403 F2d 486 American Cyanamid Company v. Lincoln Laboratories Inc
403 F.2d 486
159 U.S.P.Q. 577
AMERICAN CYANAMID COMPANY, Plaintiff-Appellant,
LINCOLN LABORATORIES, INC., et al., Defendants-Appellees.
United States Court of Appeals Seventh Circuit.
Nov. 6, 1968.
Charles A. Bane, David J. Rosso, Chicago, Ill., John C. Blair, Stamford, Conn., for appellant.
D. D. Allegretti, Jacques M. Dulin, Chicago, Ill., for appellees.
Before HASTINGS, SWYGERT and CUMMINGS, Circuit Judges.
SWYGERT, Circuit Judge.
This cause arises on a motion made by the defendant-appellee, Lincoln Laboratories, Inc., to dismiss this appeal for lack of jurisdiction, under 28 U.S.C. 1292(a)(4), as herein claimed.
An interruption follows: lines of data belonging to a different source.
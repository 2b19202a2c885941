/*
[INPUT]:  A configured BitstampWebSocket and a retry policy
[OUTPUT]: Repeated sessions with exponential backoff until stop or retry exhaustion
[POS]:    WebSocket layer - optional reconnect supervisor
[UPDATE]: When changing backoff parameters or reset semantics
*/

use std::time::Duration;

use tracing::{info, warn};

use crate::ws::client::{BitstampWebSocket, ConnectionState, MessageHandler};

/// Exponential backoff settings for [`BitstampWebSocket::run_with_reconnect`]
#[derive(Debug, Clone, PartialEq, Eq)]
pub struct ReconnectPolicy {
    /// Consecutive failed sessions tolerated before giving up
    pub max_retries: u32,
    pub base_delay: Duration,
    pub max_delay: Duration,
}

impl Default for ReconnectPolicy {
    fn default() -> Self {
        Self {
            max_retries: 10,
            base_delay: Duration::from_secs(1),
            max_delay: Duration::from_secs(30),
        }
    }
}

impl ReconnectPolicy {
    /// Delay before retry `attempt` (1-based): `min(base * 2^(attempt-1), max)`
    pub fn backoff(&self, attempt: u32) -> Duration {
        let exp = attempt.saturating_sub(1).min(31);
        self.base_delay
            .saturating_mul(1u32 << exp)
            .min(self.max_delay)
    }
}

impl<H: MessageHandler> BitstampWebSocket<H> {
    /// Run sessions back to back, sleeping between them.
    ///
    /// The retry counter resets whenever a session reaches `Streaming`.
    /// Returns `Closed` after `stop()`, or the last session's state once
    /// `max_retries` consecutive sessions failed.
    pub async fn run_with_reconnect(&mut self, policy: &ReconnectPolicy) -> ConnectionState {
        let mut attempt: u32 = 0;
        let shutdown = self.handle();

        loop {
            let state = self.run().await;
            if self.is_stopped() {
                return ConnectionState::Closed;
            }

            if self.last_session_streamed() {
                attempt = 0;
            }
            attempt += 1;
            if attempt > policy.max_retries {
                warn!(attempts = attempt - 1, ?state, "ws reconnect attempts exhausted");
                return state;
            }

            let backoff = policy.backoff(attempt);
            warn!(attempt, ?backoff, ?state, "ws session ended; reconnecting with backoff");

            tokio::select! {
                _ = shutdown.stopped() => {
                    info!("ws stop requested during backoff");
                    return ConnectionState::Closed;
                }
                _ = tokio::time::sleep(backoff) => {}
            }
        }
    }
}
On September 3, 1965, plaintiff-appellant, American Cyanamid Company, brought suit for declaratory judgment, claiming that Lincoln's reissue patent No. 25,637, covering a smallpox testing device, was invalid and/or not being infringed by Cyanamid's tuberculin testing apparatus, or that Cyanamid had 'intervening rights' under 35 U.S.C. 252. Thereafter, Lincoln filed three counterclaims charging Cyanamid with patent infringement of Lincoln's reissue patent No. 25,637, commission of certain acts of unfair competition, and violation of the antitrust laws.
On February 5, 1968, the district court entered an order, subscribed to by both parties, which set forth the sequence of proof for the issues to be tried. As provided by the order, the patent issues were to be tried first to the court. Secondly, the unfair competition and antitrust issues were to be tried before a jury and finally, depending upon a finding of validity and infringement of the reissue patent, the intervening rights question was to be tried to the court.
After trial of the patent validity and infringement issues, the district court found that the contested claims of Lincoln's reissue patent were valid and that these claims had been infringed by Cyanamid's testing device. Cyanamid then moved for a certification of appeal of the patent issues pursuant to Fed.R.Civ.P. 54(b). This motion was denied by the district court and an appeal under 28 U.S.C. 1292(a)(4) was filed by Cyanamid.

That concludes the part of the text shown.